En otras fábulas se desarrollan diferentes escenas en las que Doré recrea otra vez los elementos adaptándolos a su gusto y tendencia romántica. En unas ocasiones introduciendo en la escena elementos de terror que no aparecen en La Fontaine, como en los ahorcamientos y torturas de animales que descubre un zorro en El zorro inglés (Le renard anglois, libro XII, fab. XXIII), o convirtiendo a las gallinas de El zorro y los pavos de la India (Le renard et les poulets de l'Inde, libro XII, fab. XVIII) poco menos que en amenazantes buitres. En otras tomando como pretexto el tema para ejecutar una composición de su gusto como el juego de luces y sombras que provoca el fuego de una chimenea en El aldeano y la serpiente (Le villageois et le serpent, libro VI, fab. XIII), la escena que se diría presidida por un trovador de El loco que vende la sabiduría (Le fou que vend la sagesse, libro IX, fab. VIII), o la pareja de enamorados de Los dos palomos (Les deux pigeons, libro IX, fab. II) que aparecen recostados en una baranda de piedra, con una imagen y estética que hacen pensar en Francisco Hayez y su cuadro El beso.

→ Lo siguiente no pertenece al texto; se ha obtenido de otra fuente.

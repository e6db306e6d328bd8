//! Interaction Service
//!
//! Implements `InteractionApi` on top of an injected `InteractionStore`.

use async_trait::async_trait;
use shared_types::{Caller, UserId};
use std::sync::Arc;
use tracing::debug;

use crate::domain::{InteractionEdge, InteractionError, InteractionKind, Subject, ToggleAction};
use crate::ports::{InteractionApi, InteractionStore};

/// Interaction Toggle Engine.
pub struct InteractionService<S: InteractionStore> {
    store: Arc<S>,
}

impl<S: InteractionStore> InteractionService<S> {
    pub fn new(store: Arc<S>) -> Self {
        Self { store }
    }

    fn actor(caller: &Caller) -> Result<&UserId, InteractionError> {
        caller.user_id().ok_or(InteractionError::Unauthenticated)
    }

    fn subject(kind: InteractionKind, raw: &str) -> Result<Subject, InteractionError> {
        Subject::parse(kind, raw).map_err(|source| InteractionError::InvalidSubject {
            subject: kind.subject_type(),
            source,
        })
    }

    /// Resolves the caller and subject into the edge they address.
    fn edge(
        caller: &Caller,
        kind: InteractionKind,
        subject_id: &str,
    ) -> Result<InteractionEdge, InteractionError> {
        let actor = Self::actor(caller)?;
        let subject = Self::subject(kind, subject_id)?;
        Ok(InteractionEdge::new(kind, subject, actor.clone()))
    }

    fn reject_self_follow(edge: &InteractionEdge) -> Result<(), InteractionError> {
        if edge.is_self_follow() {
            return Err(InteractionError::SelfFollow);
        }
        Ok(())
    }
}

#[async_trait]
impl<S: InteractionStore + 'static> InteractionApi for InteractionService<S> {
    async fn toggle(
        &self,
        caller: &Caller,
        kind: InteractionKind,
        subject_id: &str,
    ) -> Result<ToggleAction, InteractionError> {
        let edge = Self::edge(caller, kind, subject_id)?;
        Self::reject_self_follow(&edge)?;

        if self.store.edge_exists(&edge).await? {
            // A concurrent remove may have won; the edge is off either way.
            self.store.delete_edge(&edge).await?;
            debug!(kind = %kind, subject = edge.subject.id(), actor = %edge.actor, "interaction removed");
            return Ok(ToggleAction::Removed);
        }

        match self.store.insert_edge(&edge).await {
            Ok(()) => {}
            Err(e) if e.is_conflict() => {
                debug!(kind = %kind, subject = edge.subject.id(), actor = %edge.actor, "concurrent insert, edge already on");
            }
            Err(e) => return Err(e.into()),
        }
        debug!(kind = %kind, subject = edge.subject.id(), actor = %edge.actor, "interaction added");
        Ok(ToggleAction::Added)
    }

    async fn remove(
        &self,
        caller: &Caller,
        kind: InteractionKind,
        subject_id: &str,
    ) -> Result<(), InteractionError> {
        let edge = Self::edge(caller, kind, subject_id)?;
        let existed = self.store.delete_edge(&edge).await?;
        debug!(kind = %kind, subject = edge.subject.id(), actor = %edge.actor, existed, "interaction remove");
        Ok(())
    }

    async fn follow(&self, caller: &Caller, target_user_id: &str) -> Result<(), InteractionError> {
        let edge = Self::edge(caller, InteractionKind::Follow, target_user_id)?;
        Self::reject_self_follow(&edge)?;

        if self.store.edge_exists(&edge).await? {
            return Err(InteractionError::AlreadyFollowing);
        }
        match self.store.insert_edge(&edge).await {
            Ok(()) => {
                debug!(target = edge.subject.id(), actor = %edge.actor, "follow added");
                Ok(())
            }
            Err(e) if e.is_conflict() => Err(InteractionError::AlreadyFollowing),
            Err(e) => Err(e.into()),
        }
    }

    async fn is_active(
        &self,
        caller: &Caller,
        kind: InteractionKind,
        subject_id: &str,
    ) -> Result<bool, InteractionError> {
        let edge = Self::edge(caller, kind, subject_id)?;
        Ok(self.store.edge_exists(&edge).await?)
    }

    async fn count(&self, kind: InteractionKind, subject_id: &str) -> Result<u64, InteractionError> {
        let subject = Self::subject(kind, subject_id)?;
        Ok(self.store.count_edges(kind, &subject).await?)
    }
}

#[cfg(test)]
mod tests {
    use super::*;
    use crate::domain::SubjectType;
    use proptest::prelude::*;
    use shared_types::{IdError, StoreError};
    use std::collections::HashSet;
    use std::sync::atomic::{AtomicBool, Ordering};
    use tokio::sync::RwLock;

    /// In-memory edge table with a unique key.
    #[derive(Default)]
    struct MockEdgeStore {
        edges: RwLock<HashSet<InteractionEdge>>,
        /// Makes the next `edge_exists` answer `false` regardless of state,
        /// simulating a read that lost a race with a concurrent insert.
        stale_read: AtomicBool,
        fail: AtomicBool,
    }

    impl MockEdgeStore {
        async fn len(&self) -> usize {
            self.edges.read().await.len()
        }

        fn check(&self) -> Result<(), StoreError> {
            if self.fail.load(Ordering::SeqCst) {
                return Err(StoreError::Unavailable("connection reset".into()));
            }
            Ok(())
        }
    }

    #[async_trait]
    impl InteractionStore for MockEdgeStore {
        async fn edge_exists(&self, edge: &InteractionEdge) -> Result<bool, StoreError> {
            self.check()?;
            if self.stale_read.swap(false, Ordering::SeqCst) {
                return Ok(false);
            }
            Ok(self.edges.read().await.contains(edge))
        }

        async fn insert_edge(&self, edge: &InteractionEdge) -> Result<(), StoreError> {
            self.check()?;
            if !self.edges.write().await.insert(edge.clone()) {
                return Err(StoreError::conflict("interaction_edges_pkey"));
            }
            Ok(())
        }

        async fn delete_edge(&self, edge: &InteractionEdge) -> Result<bool, StoreError> {
            self.check()?;
            Ok(self.edges.write().await.remove(edge))
        }

        async fn count_edges(
            &self,
            kind: InteractionKind,
            subject: &Subject,
        ) -> Result<u64, StoreError> {
            self.check()?;
            let edges = self.edges.read().await;
            Ok(edges
                .iter()
                .filter(|e| e.kind == kind && &e.subject == subject)
                .count() as u64)
        }
    }

    fn user(raw: &str) -> Caller {
        Caller::Authenticated(UserId::parse(raw).unwrap())
    }

    fn service() -> (Arc<MockEdgeStore>, InteractionService<MockEdgeStore>) {
        let store = Arc::new(MockEdgeStore::default());
        (store.clone(), InteractionService::new(store))
    }

    #[tokio::test]
    async fn test_toggle_adds_then_removes() {
        let (store, svc) = service();
        let alice = user("alice");

        let first = svc.toggle(&alice, InteractionKind::Like, "item-1").await;
        assert_eq!(first, Ok(ToggleAction::Added));
        assert_eq!(store.len().await, 1);

        let second = svc.toggle(&alice, InteractionKind::Like, "item-1").await;
        assert_eq!(second, Ok(ToggleAction::Removed));
        assert_eq!(store.len().await, 0);
    }

    #[tokio::test]
    async fn test_unauthenticated_checked_before_subject() {
        let (store, svc) = service();

        let result = svc.toggle(&Caller::Anonymous, InteractionKind::Save, "").await;
        assert_eq!(result, Err(InteractionError::Unauthenticated));
        assert_eq!(store.len().await, 0);
    }

    #[tokio::test]
    async fn test_missing_subject_rejected() {
        let (_, svc) = service();

        let result = svc.toggle(&user("alice"), InteractionKind::Share, "  ").await;
        assert_eq!(
            result,
            Err(InteractionError::InvalidSubject {
                subject: SubjectType::Item,
                source: IdError::Missing,
            })
        );
    }

    #[tokio::test]
    async fn test_conflicting_insert_reports_added() {
        let (store, svc) = service();
        let alice = user("alice");

        svc.toggle(&alice, InteractionKind::Like, "item-1").await.unwrap();
        // The next existence check misses the edge, so the engine inserts
        // and hits the unique key.
        store.stale_read.store(true, Ordering::SeqCst);

        let result = svc.toggle(&alice, InteractionKind::Like, "item-1").await;
        assert_eq!(result, Ok(ToggleAction::Added));
        assert_eq!(store.len().await, 1);
    }

    #[tokio::test]
    async fn test_store_failure_propagates() {
        let (store, svc) = service();
        store.fail.store(true, Ordering::SeqCst);

        let result = svc.toggle(&user("alice"), InteractionKind::Like, "item-1").await;
        assert!(matches!(result, Err(InteractionError::Store(_))));
    }

    #[tokio::test]
    async fn test_remove_is_idempotent() {
        let (store, svc) = service();
        let alice = user("alice");

        assert_eq!(svc.remove(&alice, InteractionKind::Save, "item-1").await, Ok(()));

        svc.toggle(&alice, InteractionKind::Save, "item-1").await.unwrap();
        assert_eq!(svc.remove(&alice, InteractionKind::Save, "item-1").await, Ok(()));
        assert_eq!(svc.remove(&alice, InteractionKind::Save, "item-1").await, Ok(()));
        assert_eq!(store.len().await, 0);
    }

    #[tokio::test]
    async fn test_self_follow_rejected_regardless_of_state() {
        let (store, svc) = service();
        let alice = user("alice");

        assert_eq!(
            svc.toggle(&alice, InteractionKind::Follow, "alice").await,
            Err(InteractionError::SelfFollow)
        );
        assert_eq!(svc.follow(&alice, "alice").await, Err(InteractionError::SelfFollow));

        // Even with an edge somehow present, self-follow is refused.
        store.edges.write().await.insert(InteractionEdge::new(
            InteractionKind::Follow,
            Subject::User(UserId::parse("alice").unwrap()),
            UserId::parse("alice").unwrap(),
        ));
        assert_eq!(
            svc.toggle(&alice, InteractionKind::Follow, "alice").await,
            Err(InteractionError::SelfFollow)
        );
    }

    #[tokio::test]
    async fn test_strict_follow() {
        let (_, svc) = service();
        let alice = user("alice");

        assert_eq!(svc.follow(&alice, "bob").await, Ok(()));
        assert_eq!(
            svc.follow(&alice, "bob").await,
            Err(InteractionError::AlreadyFollowing)
        );
        assert_eq!(svc.is_active(&alice, InteractionKind::Follow, "bob").await, Ok(true));
        assert_eq!(svc.count(InteractionKind::Follow, "bob").await, Ok(1));
    }

    #[tokio::test]
    async fn test_strict_follow_conflict_is_already_following() {
        let (store, svc) = service();
        let alice = user("alice");

        svc.follow(&alice, "bob").await.unwrap();
        store.stale_read.store(true, Ordering::SeqCst);

        assert_eq!(
            svc.follow(&alice, "bob").await,
            Err(InteractionError::AlreadyFollowing)
        );
    }

    #[tokio::test]
    async fn test_counts_are_per_kind_and_subject() {
        let (_, svc) = service();

        svc.toggle(&user("alice"), InteractionKind::Like, "item-1").await.unwrap();
        svc.toggle(&user("bob"), InteractionKind::Like, "item-1").await.unwrap();
        svc.toggle(&user("bob"), InteractionKind::Save, "item-1").await.unwrap();
        svc.toggle(&user("bob"), InteractionKind::Like, "item-2").await.unwrap();

        assert_eq!(svc.count(InteractionKind::Like, "item-1").await, Ok(2));
        assert_eq!(svc.count(InteractionKind::Save, "item-1").await, Ok(1));
        assert_eq!(svc.count(InteractionKind::Share, "item-1").await, Ok(0));
        assert_eq!(
            svc.is_active(&user("alice"), InteractionKind::Save, "item-1").await,
            Ok(false)
        );
    }

    #[tokio::test(flavor = "multi_thread", worker_threads = 4)]
    async fn test_concurrent_toggles_never_duplicate() {
        let (store, svc) = service();
        let svc = Arc::new(svc);

        let mut handles = Vec::new();
        for _ in 0..16 {
            let svc = svc.clone();
            handles.push(tokio::spawn(async move {
                svc.toggle(&user("alice"), InteractionKind::Like, "item-1").await
            }));
        }
        for handle in handles {
            assert!(handle.await.unwrap().is_ok());
        }

        assert!(store.len().await <= 1);
    }

    proptest! {
        #[test]
        fn prop_toggle_parity(n in 1usize..24, kind_idx in 0usize..3) {
            let kind = InteractionKind::ALL[kind_idx];
            let runtime = tokio::runtime::Builder::new_current_thread().build().unwrap();
            let (last, len) = runtime.block_on(async {
                let (store, svc) = service();
                let mut last = None;
                for _ in 0..n {
                    last = Some(svc.toggle(&user("alice"), kind, "item-1").await.unwrap());
                }
                (last, store.len().await)
            });

            let expected = if n % 2 == 1 { ToggleAction::Added } else { ToggleAction::Removed };
            prop_assert_eq!(last, Some(expected));
            prop_assert_eq!(len, n % 2);
        }
    }
}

En muy contadas ocasiones, como por ejemplo, Los peces y el pastor que toca la flauta (Les poissons et le berger qui joue de la flute, libro X, fab. X) y Tircis y Amarante (Tircis et Amarante, libro VIII, fab. XIII) Doré se complace en presentar una imagen con estética claramente dieciochesca, quizás para dar muestras de su capacidad para todo tipo de dibujos.




Conclusión

El dibujo de una obra es una interpretación personal de un artista de lo que otro ha elaborado, una recepción activa de otra obra de arte. Tanto el primer creador (el escritor) como el segundo (el dibujante) están influidos por la época en que nacieron, aprendieron, se desarrollaron como artistas y vivieron. Doré fue fiel a su momento, a su personalidad y su modo de ver las cosas: de las Fábulas del elegante cortesano que fue La Fontaine, creó una serie de bellas estampas, teñidas de su subjetividad. No cabe duda de que esta colección de láminas es un cumplido ejemplo de la imaginación del artista, claramente romántica en todos sus elementos. Un mundo romántico que fascina por su riqueza de imaginación, por su desmesura, por su originalidad y por su fuerza. Las características que han hecho de Doré un artista incomparable, único e irrepetible.